With the listing in front of you, retype it exactly.

--

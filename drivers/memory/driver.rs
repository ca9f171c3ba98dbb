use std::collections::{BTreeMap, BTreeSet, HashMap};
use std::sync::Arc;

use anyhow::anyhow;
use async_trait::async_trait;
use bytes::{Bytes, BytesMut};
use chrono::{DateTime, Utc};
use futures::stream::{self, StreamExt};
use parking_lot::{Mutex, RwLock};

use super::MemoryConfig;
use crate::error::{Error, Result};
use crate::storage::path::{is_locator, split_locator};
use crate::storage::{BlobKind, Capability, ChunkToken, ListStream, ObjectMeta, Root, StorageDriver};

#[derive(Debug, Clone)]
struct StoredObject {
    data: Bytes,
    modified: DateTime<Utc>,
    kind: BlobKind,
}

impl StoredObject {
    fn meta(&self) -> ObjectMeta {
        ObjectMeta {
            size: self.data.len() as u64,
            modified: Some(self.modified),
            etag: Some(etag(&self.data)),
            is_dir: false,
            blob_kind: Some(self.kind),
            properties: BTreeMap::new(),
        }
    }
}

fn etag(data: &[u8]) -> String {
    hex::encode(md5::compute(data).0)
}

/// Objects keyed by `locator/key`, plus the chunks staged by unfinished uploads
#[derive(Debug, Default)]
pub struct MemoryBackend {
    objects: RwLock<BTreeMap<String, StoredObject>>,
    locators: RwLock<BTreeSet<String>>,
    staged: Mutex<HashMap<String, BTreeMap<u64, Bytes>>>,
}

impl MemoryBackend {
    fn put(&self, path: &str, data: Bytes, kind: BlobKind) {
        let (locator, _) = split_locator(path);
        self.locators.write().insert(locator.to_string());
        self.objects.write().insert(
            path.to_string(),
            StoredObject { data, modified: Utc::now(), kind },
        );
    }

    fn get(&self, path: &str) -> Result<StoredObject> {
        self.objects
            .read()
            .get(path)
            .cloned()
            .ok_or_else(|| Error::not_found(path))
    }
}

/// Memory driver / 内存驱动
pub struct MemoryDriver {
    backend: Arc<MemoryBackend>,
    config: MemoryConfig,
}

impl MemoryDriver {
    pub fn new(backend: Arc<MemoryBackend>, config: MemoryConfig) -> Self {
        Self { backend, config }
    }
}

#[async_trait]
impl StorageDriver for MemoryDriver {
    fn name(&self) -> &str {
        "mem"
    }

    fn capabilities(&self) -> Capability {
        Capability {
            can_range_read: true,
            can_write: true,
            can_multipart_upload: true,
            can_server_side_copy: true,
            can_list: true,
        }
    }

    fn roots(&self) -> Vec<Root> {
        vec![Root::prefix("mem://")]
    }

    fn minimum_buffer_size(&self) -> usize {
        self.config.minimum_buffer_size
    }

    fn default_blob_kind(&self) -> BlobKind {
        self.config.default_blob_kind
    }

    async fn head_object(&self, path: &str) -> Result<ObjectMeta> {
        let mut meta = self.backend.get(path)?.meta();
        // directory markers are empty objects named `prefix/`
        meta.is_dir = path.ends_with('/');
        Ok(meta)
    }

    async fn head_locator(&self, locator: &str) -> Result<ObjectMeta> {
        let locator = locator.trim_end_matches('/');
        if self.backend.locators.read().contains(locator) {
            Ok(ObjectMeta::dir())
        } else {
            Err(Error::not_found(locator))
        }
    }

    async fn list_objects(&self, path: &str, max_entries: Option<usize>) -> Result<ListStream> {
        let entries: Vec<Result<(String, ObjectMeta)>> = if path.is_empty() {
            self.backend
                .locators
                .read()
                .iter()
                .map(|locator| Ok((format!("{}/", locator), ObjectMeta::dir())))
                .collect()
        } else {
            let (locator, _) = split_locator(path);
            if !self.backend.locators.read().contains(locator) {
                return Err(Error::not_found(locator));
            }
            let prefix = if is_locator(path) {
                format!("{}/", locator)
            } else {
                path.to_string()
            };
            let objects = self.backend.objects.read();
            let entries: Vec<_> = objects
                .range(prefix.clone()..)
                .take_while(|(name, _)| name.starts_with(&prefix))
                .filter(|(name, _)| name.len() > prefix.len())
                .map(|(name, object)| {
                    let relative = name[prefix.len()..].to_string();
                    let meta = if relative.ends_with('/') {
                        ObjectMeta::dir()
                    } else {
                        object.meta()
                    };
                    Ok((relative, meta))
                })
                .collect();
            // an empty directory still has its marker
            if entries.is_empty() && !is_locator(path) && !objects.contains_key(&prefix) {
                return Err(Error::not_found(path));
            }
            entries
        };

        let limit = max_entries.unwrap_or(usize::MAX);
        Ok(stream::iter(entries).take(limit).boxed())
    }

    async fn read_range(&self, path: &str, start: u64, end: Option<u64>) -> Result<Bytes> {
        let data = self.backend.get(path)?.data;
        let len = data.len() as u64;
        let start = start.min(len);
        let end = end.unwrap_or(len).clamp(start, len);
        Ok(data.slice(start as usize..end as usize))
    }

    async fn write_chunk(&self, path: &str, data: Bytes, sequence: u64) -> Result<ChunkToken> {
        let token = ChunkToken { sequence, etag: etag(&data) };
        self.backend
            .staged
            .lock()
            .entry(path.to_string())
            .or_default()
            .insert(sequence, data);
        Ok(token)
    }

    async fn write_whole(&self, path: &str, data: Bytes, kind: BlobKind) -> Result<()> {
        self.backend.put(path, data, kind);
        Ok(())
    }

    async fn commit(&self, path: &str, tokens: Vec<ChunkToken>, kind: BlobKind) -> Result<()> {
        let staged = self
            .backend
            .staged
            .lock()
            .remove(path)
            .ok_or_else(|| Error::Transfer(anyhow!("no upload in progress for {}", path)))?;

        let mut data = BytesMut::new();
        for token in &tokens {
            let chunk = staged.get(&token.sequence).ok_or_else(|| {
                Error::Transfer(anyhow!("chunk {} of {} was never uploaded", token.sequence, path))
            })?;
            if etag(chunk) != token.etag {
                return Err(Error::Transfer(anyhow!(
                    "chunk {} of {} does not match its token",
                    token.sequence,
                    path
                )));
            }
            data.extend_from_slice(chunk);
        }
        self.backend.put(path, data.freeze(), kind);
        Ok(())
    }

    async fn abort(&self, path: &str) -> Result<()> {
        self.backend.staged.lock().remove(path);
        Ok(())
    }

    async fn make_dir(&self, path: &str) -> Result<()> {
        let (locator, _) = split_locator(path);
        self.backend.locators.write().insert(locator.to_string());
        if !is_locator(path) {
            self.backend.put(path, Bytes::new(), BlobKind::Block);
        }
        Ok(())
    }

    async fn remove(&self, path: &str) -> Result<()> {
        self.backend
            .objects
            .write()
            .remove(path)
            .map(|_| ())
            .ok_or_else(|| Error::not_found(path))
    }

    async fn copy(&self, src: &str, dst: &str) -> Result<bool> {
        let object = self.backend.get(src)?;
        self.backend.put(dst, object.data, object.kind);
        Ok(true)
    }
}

--

Answer to the problem -
filename drivers/memory/driver.rs
repository ca9f171c3ba98dbb
use std::collections::{BTreeMap, BTreeSet, HashMap};
use std::sync::Arc;

use anyhow::anyhow;
use async_trait::async_trait;
use bytes::{Bytes, BytesMut};
use chrono::{DateTime, Utc};
use futures::stream::{self, StreamExt};
use parking_lot::{Mutex, RwLock};

use super::MemoryConfig;
use crate::error::{Error, Result};
use crate::storage::path::{is_locator, split_locator};
use crate::storage::{BlobKind, Capability, ChunkToken, ListStream, ObjectMeta, Root, StorageDriver};

#[derive(Debug, Clone)]
struct StoredObject {
    data: Bytes,
    modified: DateTime<Utc>,
    kind: BlobKind,
}

impl StoredObject {
    fn meta(&self) -> ObjectMeta {
        ObjectMeta {
            size: self.data.len() as u64,
            modified: Some(self.modified),
            etag: Some(etag(&self.data)),
            is_dir: false,
            blob_kind: Some(self.kind),
            properties: BTreeMap::new(),
        }
    }
}

fn etag(data: &[u8]) -> String {
    hex::encode(md5::compute(data).0)
}

/// Objects keyed by `locator/key`, plus the chunks staged by unfinished uploads
#[derive(Debug, Default)]
pub struct MemoryBackend {
    objects: RwLock<BTreeMap<String, StoredObject>>,
    locators: RwLock<BTreeSet<String>>,
    staged: Mutex<HashMap<String, BTreeMap<u64, Bytes>>>,
}

impl MemoryBackend {
    fn put(&self, path: &str, data: Bytes, kind: BlobKind) {
        let (locator, _) = split_locator(path);
        self.locators.write().insert(locator.to_string());
        self.objects.write().insert(
            path.to_string(),
            StoredObject { data, modified: Utc::now(), kind },
        );
    }

    fn get(&self, path: &str) -> Result<StoredObject> {
        self.objects
            .read()
            .get(path)
            .cloned()
            .ok_or_else(|| Error::not_found(path))
    }
}

/// Memory driver / 内存驱动
pub struct MemoryDriver {
    backend: Arc<MemoryBackend>,
    config: MemoryConfig,
}

impl MemoryDriver {
    pub fn new(backend: Arc<MemoryBackend>, config: MemoryConfig) -> Self {
        Self { backend, config }
    }
}

#[async_trait]
impl StorageDriver for MemoryDriver {
    fn name(&self) -> &str {
        "mem"
    }

    fn capabilities(&self) -> Capability {
        Capability {
            can_range_read: true,
            can_write: true,
            can_multipart_upload: true,
            can_server_side_copy: true,
            can_list: true,
        }
    }

    fn roots(&self) -> Vec<Root> {
        vec![Root::prefix("mem://")]
    }

    fn minimum_buffer_size(&self) -> usize {
        self.config.minimum_buffer_size
    }

    fn default_blob_kind(&self) -> BlobKind {
        self.config.default_blob_kind
    }

    async fn head_object(&self, path: &str) -> Result<ObjectMeta> {
        let mut meta = self.backend.get(path)?.meta();
        // directory markers are empty objects named `prefix/`
        meta.is_dir = path.ends_with('/');
        Ok(meta)
    }

    async fn head_locator(&self, locator: &str) -> Result<ObjectMeta> {
        let locator = locator.trim_end_matches('/');
        if self.backend.locators.read().contains(locator) {
            Ok(ObjectMeta::dir())
        } else {
            Err(Error::not_found(locator))
        }
    }

    async fn list_objects(&self, path: &str, max_entries: Option<usize>) -> Result<ListStream> {
        let entries: Vec<Result<(String, ObjectMeta)>> = if path.is_empty() {
            self.backend
                .locators
                .read()
                .iter()
                .map(|locator| Ok((format!("{}/", locator), ObjectMeta::dir())))
                .collect()
        } else {
            let (locator, _) = split_locator(path);
            if !self.backend.locators.read().contains(locator) {
                return Err(Error::not_found(locator));
            }
            let prefix = if is_locator(path) {
                format!("{}/", locator)
            } else {
                path.to_string()
            };
            let objects = self.backend.objects.read();
            let entries: Vec<_> = objects
                .range(prefix.clone()..)
                .take_while(|(name, _)| name.starts_with(&prefix))
                .filter(|(name, _)| name.len() > prefix.len())
                .map(|(name, object)| {
                    let relative = name[prefix.len()..].to_string();
                    let meta = if relative.ends_with('/') {
                        ObjectMeta::dir()
                    } else {
                        object.meta()
                    };
                    Ok((relative, meta))
                })
                .collect();
            // an empty directory still has its marker
            if entries.is_empty() && !is_locator(path) && !objects.contains_key(&prefix) {
                return Err(Error::not_found(path));
            }
            entries
        };

        let limit = max_entries.unwrap_or(usize::MAX);
        Ok(stream::iter(entries).take(limit).boxed())
    }

    async fn read_range(&self, path: &str, start: u64, end: Option<u64>) -> Result<Bytes> {
        let data = self.backend.get(path)?.data;
        let len = data.len() as u64;
        let start = start.min(len);
        let end = end.unwrap_or(len).clamp(start, len);
        Ok(data.slice(start as usize..end as usize))
    }

    async fn write_chunk(&self, path: &str, data: Bytes, sequence: u64) -> Result<ChunkToken> {
        let token = ChunkToken { sequence, etag: etag(&data) };
        self.backend
            .staged
            .lock()
            .entry(path.to_string())
            .or_default()
            .insert(sequence, data);
        Ok(token)
    }

    async fn write_whole(&self, path: &str, data: Bytes, kind: BlobKind) -> Result<()> {
        self.backend.put(path, data, kind);
        Ok(())
    }

    async fn commit(&self, path: &str, tokens: Vec<ChunkToken>, kind: BlobKind) -> Result<()> {
        let staged = self
            .backend
            .staged
            .lock()
            .remove(path)
            .ok_or_else(|| Error::Transfer(anyhow!("no upload in progress for {}", path)))?;

        let mut data = BytesMut::new();
        for token in &tokens {
            let chunk = staged.get(&token.sequence).ok_or_else(|| {
                Error::Transfer(anyhow!("chunk {} of {} was never uploaded", token.sequence, path))
            })?;
            if etag(chunk) != token.etag {
                return Err(Error::Transfer(anyhow!(
                    "chunk {} of {} does not match its token",
                    token.sequence,
                    path
                )));
            }
            data.extend_from_slice(chunk);
        }
        self.backend.put(path, data.freeze(), kind);
        Ok(())
    }

    async fn abort(&self, path: &str) -> Result<()> {
        self.backend.staged.lock().remove(path);
        Ok(())
    }

    async fn make_dir(&self, path: &str) -> Result<()> {
        let (locator, _) = split_locator(path);
        self.backend.locators.write().insert(locator.to_string());
        if !is_locator(path) {
            self.backend.put(path, Bytes::new(), BlobKind::Block);
        }
        Ok(())
    }

    async fn remove(&self, path: &str) -> Result<()> {
        self.backend
            .objects
            .write()
            .remove(path)
            .map(|_| ())
            .ok_or_else(|| Error::not_found(path))
    }

    async fn copy(&self, src: &str, dst: &str) -> Result<bool> {
        let object = self.backend.get(src)?;
        self.backend.put(dst, object.data, object.kind);
        Ok(true)
    }
}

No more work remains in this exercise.